Al pronunciar estas últimas palabras, en su semblante se dibujó una sonrisa tan autosuficiente y llena de menosprecio que Sarah se preguntó automáticamente qué había hecho ella para atraer la rabia de aquella mujer que, en otras circunstancias, en otra época, quizá podría haber sido una compañera, una amiga. Pero no había tiempo para averiguarlo. La esperaban tareas más importantes y urgentes que no admitían demora.
—Esto —prosiguió la condesa dándole a Hingis una pequeña carpeta forrada en piel— es un salvoconducto que les garantiza paso franco mientras se encuentren en territorio otomano. Nuestra organización dispone de suficientes medios para conseguir algo así.
—Estoy convencida de ello —dijo Sarah—. Me pregunto de qué servirán esos legajos si tropezamos con rebeldes griegos.
—Ya lo descubrirán.
—Claro.
Las miradas de las dos mujeres se encontraron una última vez y el ambiente pareció helarse.

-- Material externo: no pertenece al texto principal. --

//! Saved vamps
//!
//! Regions are stored per song in one JSON document (`loop_data.json` in
//! the data directory), keyed by a content fingerprint so renamed or moved
//! files keep their vamps.

use crate::error::{Error, Result};
use crate::region::LoopRegion;
use chrono::{DateTime, Utc};
use serde::{Deserialize, Serialize};
use sha2::{Digest, Sha256};
use std::collections::BTreeMap;
use std::fs::{self, File};
use std::io::{Read, Seek, SeekFrom};
use std::path::{Path, PathBuf};
use tracing::{debug, info, warn};

/// File name of the store inside the data directory
pub const LOOP_DATA_FILE: &str = "loop_data.json";

const CHUNK_SIZE: u64 = 4096;

/// Identity of an audio file
///
/// SHA-256 over the file size and up to three 4 KiB samples of its content
/// (head, middle, tail), so even long files hash in constant time.
pub fn fingerprint_file(path: &Path) -> Result<String> {
    let mut file = File::open(path)?;
    let size = file.metadata()?.len();

    let mut hasher = Sha256::new();
    hasher.update(size.to_string().as_bytes());

    hash_chunk(&mut file, 0, &mut hasher)?;
    if size > 2 * CHUNK_SIZE {
        hash_chunk(&mut file, size / 2, &mut hasher)?;
    }
    if size > 3 * CHUNK_SIZE {
        hash_chunk(&mut file, size - CHUNK_SIZE, &mut hasher)?;
    }

    let fingerprint = format!("{:x}", hasher.finalize());
    debug!("Fingerprint of {}: {}", path.display(), fingerprint);
    Ok(fingerprint)
}

fn hash_chunk(file: &mut File, offset: u64, hasher: &mut Sha256) -> Result<()> {
    file.seek(SeekFrom::Start(offset))?;
    let mut chunk = Vec::with_capacity(CHUNK_SIZE as usize);
    file.take(CHUNK_SIZE).read_to_end(&mut chunk)?;
    hasher.update(&chunk);
    Ok(())
}

/// Everything remembered about one song
#[derive(Debug, Clone, PartialEq, Serialize, Deserialize)]
pub struct SongRecord {
    pub last_known_name: String,
    pub last_known_path: PathBuf,
    #[serde(default)]
    pub regions: Vec<LoopRegion>,
    /// Index into `regions` of the armed vamp
    #[serde(default)]
    pub selected: Option<usize>,
    pub saved_at: DateTime<Utc>,
}

impl SongRecord {
    pub fn new(path: &Path, regions: Vec<LoopRegion>, selected: Option<usize>) -> Self {
        let name = path
            .file_name()
            .map(|n| n.to_string_lossy().into_owned())
            .unwrap_or_default();
        Self {
            last_known_name: name,
            last_known_path: path.to_path_buf(),
            selected: selected.filter(|i| *i < regions.len()),
            regions,
            saved_at: Utc::now(),
        }
    }

    /// The selected region, falling back to the first one
    pub fn selected_region(&self) -> Option<&LoopRegion> {
        self.selected
            .and_then(|i| self.regions.get(i))
            .or_else(|| self.regions.first())
    }
}

/// JSON store of [`SongRecord`]s keyed by fingerprint
#[derive(Debug)]
pub struct SongStore {
    path: PathBuf,
    records: BTreeMap<String, SongRecord>,
}

impl SongStore {
    /// Open (or start) the store in `data_dir`
    ///
    /// A missing file gives an empty store. An unreadable document is
    /// logged and replaced by an empty store; it is only overwritten on the
    /// next [`save`](Self::save).
    pub fn open(data_dir: &Path) -> Result<Self> {
        fs::create_dir_all(data_dir)?;
        let path = data_dir.join(LOOP_DATA_FILE);

        let records = match fs::read_to_string(&path) {
            Ok(content) => match serde_json::from_str(&content) {
                Ok(records) => records,
                Err(e) => {
                    warn!("Could not parse {}: {}; starting empty", path.display(), e);
                    BTreeMap::new()
                }
            },
            Err(e) if e.kind() == std::io::ErrorKind::NotFound => BTreeMap::new(),
            Err(e) => return Err(e.into()),
        };

        info!("Song store {} ({} songs)", path.display(), records.len());
        Ok(Self { path, records })
    }

    pub fn path(&self) -> &Path {
        &self.path
    }

    pub fn get(&self, song_id: &str) -> Option<&SongRecord> {
        self.records.get(song_id)
    }

    pub fn put(&mut self, song_id: impl Into<String>, record: SongRecord) {
        self.records.insert(song_id.into(), record);
    }

    pub fn len(&self) -> usize {
        self.records.len()
    }

    pub fn is_empty(&self) -> bool {
        self.records.is_empty()
    }

    /// Write the store to disk
    ///
    /// Writes a sibling temp file and renames it over the store, so a crash
    /// mid-write leaves the previous document intact.
    pub fn save(&self) -> Result<()> {
        let json = serde_json::to_string_pretty(&self.records)
            .map_err(|e| Error::Persistence(format!("Failed to serialize song store: {}", e)))?;
        let tmp = self.path.with_extension("json.tmp");
        fs::write(&tmp, json)?;
        fs::rename(&tmp, &self.path)?;
        debug!("Saved {} songs to {}", self.records.len(), self.path.display());
        Ok(())
    }
}

#[cfg(test)]
mod tests {
    use super::*;
    use tempfile::TempDir;
    use vamp_common::config::EngineConfig;
    use vamp_common::timing::seconds_to_ticks;

    fn region(name: &str, loop_in: f64, loop_out: f64) -> LoopRegion {
        let mut r = LoopRegion::new(
            name,
            seconds_to_ticks(loop_in),
            seconds_to_ticks(loop_out),
            &EngineConfig::default(),
        );
        r.crossfade_ms = 35;
        r.exit_fade_ms = 1234;
        r.overrides.exit_patch_duration_ms = Some(100);
        r
    }

    #[test]
    fn test_round_trip_preserves_regions_exactly() {
        let dir = TempDir::new().unwrap();
        let regions = vec![region("Verse vamp", 60.0, 120.0), region("Tag", 200.5, 201.75)];

        let mut store = SongStore::open(dir.path()).unwrap();
        store.put("abc", SongRecord::new(Path::new("/music/song.flac"), regions.clone(), Some(1)));
        store.save().unwrap();

        let reopened = SongStore::open(dir.path()).unwrap();
        let record = reopened.get("abc").unwrap();
        assert_eq!(record.regions, regions);
        assert_eq!(record.last_known_name, "song.flac");
        assert_eq!(record.selected_region().unwrap().name, "Tag");
    }

    #[test]
    fn test_missing_store_is_empty() {
        let dir = TempDir::new().unwrap();
        let store = SongStore::open(&dir.path().join("nested")).unwrap();
        assert!(store.is_empty());
        assert!(dir.path().join("nested").is_dir());
    }

    #[test]
    fn test_corrupt_store_starts_empty() {
        let dir = TempDir::new().unwrap();
        fs::write(dir.path().join(LOOP_DATA_FILE), "{ not json").unwrap();

        let store = SongStore::open(dir.path()).unwrap();
        assert!(store.is_empty());
    }

    #[test]
    fn test_selected_out_of_range_falls_back_to_first() {
        let record = SongRecord::new(Path::new("a.wav"), vec![region("A", 1.0, 2.0)], Some(4));
        assert_eq!(record.selected, None);
        assert_eq!(record.selected_region().unwrap().name, "A");
    }

    #[test]
    fn test_fingerprint_depends_on_content_not_name() {
        let dir = TempDir::new().unwrap();
        let data: Vec<u8> = (0..20_000u32).map(|i| (i % 251) as u8).collect();
        let a = dir.path().join("a.wav");
        let b = dir.path().join("renamed.wav");
        fs::write(&a, &data).unwrap();
        fs::write(&b, &data).unwrap();

        let fa = fingerprint_file(&a).unwrap();
        assert_eq!(fa, fingerprint_file(&b).unwrap());
        assert_eq!(fa.len(), 64);

        // A change in the tail chunk changes the identity
        let mut changed = data.clone();
        *changed.last_mut().unwrap() ^= 0xff;
        fs::write(&b, &changed).unwrap();
        assert_ne!(fa, fingerprint_file(&b).unwrap());
    }

    #[test]
    fn test_fingerprint_missing_file_is_io_error() {
        let dir = TempDir::new().unwrap();
        assert!(matches!(
            fingerprint_file(&dir.path().join("nope.wav")),
            Err(Error::Io(_))
        ));
    }
}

—Hasta pronto —se limitó a decir Ludmilla de Czerny.
Sarah no le contestó.
Esperó a que Hingis vaciara su taza y se levantara pesadamente de su cojín. Luego, los dos se marcharon. Salieron de la suite que la condesa había contratado y volvieron a sus respectivas habitaciones. Ya les habían ido a buscar el equipaje y lo habían llevado al caravasar; se trataba únicamente de recoger los últimos enseres personales de los que no querían prescindir durante el viaje: en el caso de Sarah, su diario y el cinto Sam Browne con las armas correspondientes.
El hecho de que la condesa no se lo hubiera quitado permitía suponer que también era consciente de los peligros y de los imponderables que entrañaba la expedición, del éxito de la cual dependía todo.